Aim of the exercise » Counting the line with "a cancel issued" as the last one, copy out the lines of the data exactly from the first onward.

Material provided »
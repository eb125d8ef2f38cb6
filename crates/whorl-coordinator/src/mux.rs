//! The event multiplexer: one blocking wait over the two sources a
//! capture loop cares about.
//!
//! Control requests have priority over finger events: a cancel issued
//! exactly as a finger touches the sensor must never be dropped, so a
//! simultaneously-ready pair always reports [`WakeupReason::ControlSignal`].
//! A closed hardware source degrades to [`WakeupReason::Timeout`] so the
//! caller's own cancel-check loop keeps making progress instead of
//! hanging.

use crate::signal::ControlSignal;
use std::sync::Arc;
use std::time::Duration;
use tokio::sync::mpsc;
use tracing::warn;
use whorl_hardware::SensorInterrupt;

/// Which source ended a multiplexer wait.
#[derive(Debug, Clone, Copy, PartialEq, Eq)]
pub enum WakeupReason {
    /// Neither source fired before the deadline.
    Timeout,
    /// The control signal is raised (typically a cancellation).
    ControlSignal,
    /// The sensor raised a finger interrupt.
    HardwareEvent,
}

/// Blocking wait primitive over the control signal and the sensor
/// interrupt line. Owned by the worker; both sources are registered once
/// at construction.
#[derive(Debug)]
pub struct EventMultiplexer {
    control: Arc<ControlSignal>,
    hardware: mpsc::Receiver<SensorInterrupt>,
}

impl EventMultiplexer {
    pub fn new(control: Arc<ControlSignal>, hardware: mpsc::Receiver<SensorInterrupt>) -> Self {
        Self { control, hardware }
    }

    /// Block until a source is ready or `timeout` elapses
    /// (`None` blocks indefinitely).
    pub async fn wait(&mut self, timeout: Option<Duration>) -> WakeupReason {
        // Control requests preempt a racing hardware event.
        if self.control.is_raised() {
            return WakeupReason::ControlSignal;
        }

        let deadline = async {
            match timeout {
                Some(duration) => tokio::time::sleep(duration).await,
                None => std::future::pending::<()>().await,
            }
        };

        tokio::select! {
            biased;
            _ = self.control.wait() => WakeupReason::ControlSignal,
            event = self.hardware.recv() => match event {
                // The control signal may have been raised while the
                // select was already committing to the hardware branch.
                Some(_) if self.control.is_raised() => WakeupReason::ControlSignal,
                Some(_) => WakeupReason::HardwareEvent,
                None => {
                    warn!("hardware interrupt source closed, treating wait as timeout");
                    WakeupReason::Timeout
                }
            },
            _ = deadline => WakeupReason::Timeout,
        }
    }
}

#[cfg(test)]
mod tests {
    use super::*;

    fn mux_pair() -> (
        Arc<ControlSignal>,
        mpsc::Sender<SensorInterrupt>,
        EventMultiplexer,
    ) {
        let control = Arc::new(ControlSignal::new());
        let (tx, rx) = mpsc::channel(32);
        let mux = EventMultiplexer::new(control.clone(), rx);
        (control, tx, mux)
    }

    #[tokio::test]
    async fn test_hardware_event() {
        let (_control, tx, mut mux) = mux_pair();
        tx.send(SensorInterrupt::now()).await.unwrap();
        assert_eq!(mux.wait(None).await, WakeupReason::HardwareEvent);
    }

    #[tokio::test]
    async fn test_control_signal() {
        let (control, _tx, mut mux) = mux_pair();
        control.raise();
        assert_eq!(mux.wait(None).await, WakeupReason::ControlSignal);
    }

    #[tokio::test(start_paused = true)]
    async fn test_timeout() {
        let (_control, _tx, mut mux) = mux_pair();
        assert_eq!(
            mux.wait(Some(Duration::from_millis(200))).await,
            WakeupReason::Timeout
        );
    }

    #[tokio::test]
    async fn test_control_beats_simultaneous_hardware_event() {
        // Both sources ready before the wait: control must win, every
        // time.
        for _ in 0..100 {
            let (control, tx, mut mux) = mux_pair();
            tx.send(SensorInterrupt::now()).await.unwrap();
            control.raise();
            assert_eq!(mux.wait(None).await, WakeupReason::ControlSignal);
        }
    }

    #[tokio::test]
    async fn test_closed_hardware_source_fails_open() {
        let (_control, tx, mut mux) = mux_pair();
        drop(tx);
        assert_eq!(
            mux.wait(Some(Duration::from_secs(5))).await,
            WakeupReason::Timeout
        );
    }

    #[tokio::test(start_paused = true)]
    async fn test_late_control_wakes_blocked_wait() {
        let (control, _tx, mut mux) = mux_pair();
        let waiter = tokio::spawn(async move { mux.wait(None).await });
        tokio::time::sleep(Duration::from_millis(20)).await;
        control.raise();
        assert_eq!(waiter.await.unwrap(), WakeupReason::ControlSignal);
    }
}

Reply to the exercise »
repository eb125d8ef2f38cb6
filename crates/whorl-coordinator/src/mux.rs
//! The event multiplexer: one blocking wait over the two sources a
//! capture loop cares about.
//!
//! Control requests have priority over finger events: a cancel issued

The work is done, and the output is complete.